Last night in Family Home Evening, we were talking about the resurrection of Christ. We talked about that because of this gift, we will be able to have our bodies restored to us and they will be perfected.
The kids lit up and both Aleq and Ana Jain exclaimed, "Mama won't be strokey anymore!"
I love that Christ gave us this gift. I am very grateful. I love knowing that this body with all its limitations, is only temporary. One day I will walk without fear, talk with my real voice, kiss my husband without concentrating on making my lips pucker and although they will be past it, I will be able to help my kids learn to ride their bikes.
That will happen one day, but I have so much to be thankful for today. In the past ten minutes my boys cleaned their bathroom, my daughter came in and gave me a kiss while I was typing, and Robert brushed out my wet hair while I sat at the computer (he has never done that before! Maybe he was terrified of my looks).

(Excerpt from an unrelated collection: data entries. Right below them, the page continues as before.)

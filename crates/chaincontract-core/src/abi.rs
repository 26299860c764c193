//! Parsed contract interface descriptions (standard Ethereum ABI JSON).
//!
//! The JSON model is alloy's [`JsonAbi`]. Function and constructor parameters
//! are resolved to [`DynSolType`]s once, when the interface is parsed; event
//! parameters are resolved when the event index is built. Both a bare ABI array
//! and a compiler artifact object with an `"abi"` key are accepted.

use std::collections::BTreeMap;

use alloy_dyn_abi::{DynSolType, Specifier};
use alloy_json_abi::{Event, EventParam, Function, JsonAbi, Param};
use serde_json::Value;

use crate::error::CodecError;

/// One function overload with its parameter types resolved.
#[derive(Debug, Clone, PartialEq)]
pub struct Method {
    pub function: Function,
    pub inputs: Vec<DynSolType>,
    pub outputs: Vec<DynSolType>,
}

impl Method {
    fn resolve(function: &Function) -> Result<Self, CodecError> {
        Ok(Self {
            inputs: resolve_params(&function.inputs)?,
            outputs: resolve_params(&function.outputs)?,
            function: function.clone(),
        })
    }

    pub fn name(&self) -> &str {
        &self.function.name
    }

    /// Canonical `name(type1,...,typeN)`.
    pub fn signature(&self) -> String {
        self.function.signature()
    }

    pub fn selector(&self) -> [u8; 4] {
        self.function.selector().0
    }
}

fn invalid_type(ty: &str, err: alloy_dyn_abi::Error) -> CodecError {
    CodecError::InvalidType {
        ty: ty.to_string(),
        reason: err.to_string(),
    }
}

/// Resolve function or constructor parameters, in declaration order.
pub fn resolve_params(params: &[Param]) -> Result<Vec<DynSolType>, CodecError> {
    params
        .iter()
        .map(|p| p.resolve().map_err(|e| invalid_type(&p.ty, e)))
        .collect()
}

/// Resolve one event parameter.
pub fn resolve_event_param(param: &EventParam) -> Result<DynSolType, CodecError> {
    param.resolve().map_err(|e| invalid_type(&param.ty, e))
}

/// A parsed interface description.
#[derive(Debug, Clone, Default, PartialEq)]
pub struct Interface {
    abi: JsonAbi,
    methods: BTreeMap<String, Vec<Method>>,
    constructor: Option<Vec<DynSolType>>,
}

impl Interface {
    /// Resolve every function and constructor of `abi`. Fails on the first
    /// parameter type that does not resolve.
    pub fn new(abi: JsonAbi) -> Result<Self, CodecError> {
        let mut methods: BTreeMap<String, Vec<Method>> = BTreeMap::new();
        for function in abi.functions() {
            methods
                .entry(function.name.clone())
                .or_default()
                .push(Method::resolve(function)?);
        }
        let constructor = abi
            .constructor
            .as_ref()
            .map(|c| resolve_params(&c.inputs))
            .transpose()?;
        Ok(Self { abi, methods, constructor })
    }

    /// Parse ABI JSON: either `[...]` or an artifact `{"abi": [...], ...}`.
    pub fn from_json(json: &str) -> Result<Self, CodecError> {
        let value: Value =
            serde_json::from_str(json).map_err(|e| CodecError::InvalidInterface(e.to_string()))?;
        Self::from_value(value)
    }

    /// Same as [`Interface::from_json`] for an already-parsed value.
    pub fn from_value(value: Value) -> Result<Self, CodecError> {
        let entries = match value {
            Value::Object(mut obj) => obj
                .remove("abi")
                .ok_or_else(|| CodecError::InvalidInterface("object without \"abi\" key".into()))?,
            other => other,
        };
        let Value::Array(entries) = entries else {
            return Err(CodecError::InvalidInterface(format!("expected an array of entries, got {entries}")));
        };
        let entries = entries.into_iter().map(with_legacy_defaults).collect();
        let abi: JsonAbi = serde_json::from_value(Value::Array(entries))
            .map_err(|e| CodecError::InvalidInterface(e.to_string()))?;
        Self::new(abi)
    }

    pub fn json_abi(&self) -> &JsonAbi {
        &self.abi
    }

    pub fn is_empty(&self) -> bool {
        self.abi.is_empty()
    }

    /// All function overloads, grouped by name.
    pub fn functions(&self) -> impl Iterator<Item = &Method> {
        self.methods.values().flatten()
    }

    pub fn events(&self) -> impl Iterator<Item = &Event> {
        self.abi.events()
    }

    /// Resolved constructor inputs, when a constructor is declared.
    pub fn constructor(&self) -> Option<&[DynSolType]> {
        self.constructor.as_deref()
    }

    /// Look up a function by name. With overloads, the one whose input count
    /// equals `arity` wins; otherwise the first declared.
    pub fn function(&self, name: &str, arity: Option<usize>) -> Option<&Method> {
        let overloads = self.methods.get(name)?;
        let first = overloads.first()?;
        match arity {
            Some(n) => overloads.iter().find(|m| m.inputs.len() == n).or(Some(first)),
            None => Some(first),
        }
    }
}

/// Fill the fields older compilers leave out: `type` defaults to function,
/// and empty `inputs`/`outputs`/`anonymous` may be omitted.
fn with_legacy_defaults(entry: Value) -> Value {
    let Value::Object(mut obj) = entry else {
        return entry;
    };
    let kind = obj
        .entry("type")
        .or_insert_with(|| Value::from("function"))
        .as_str()
        .map(str::to_owned)
        .unwrap_or_default();
    let mut default = |key: &str, value: Value| {
        obj.entry(key).or_insert(value);
    };
    match kind.as_str() {
        "function" => {
            default("inputs", Value::Array(vec![]));
            default("outputs", Value::Array(vec![]));
        }
        "event" => {
            default("inputs", Value::Array(vec![]));
            default("anonymous", Value::Bool(false));
        }
        "constructor" | "error" => default("inputs", Value::Array(vec![])),
        _ => {}
    }
    Value::Object(obj)
}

I love the saying that what we look for, we find. Looking for and finding things to be thankful for does not come naturally to me. I have to make a conscious decision every single day that I won't give in to the grief. Some days it's really hard. A lot of days it's really hard. But so many people have asked me what good does negative thinking do? None. So every day as I slowly get out of bed, I make the decision to look for happiness. Every day I tell myself that I tomorrow is the day for staying in bed and wallowing, not today. Then tomorrow comes and I tell myself that again.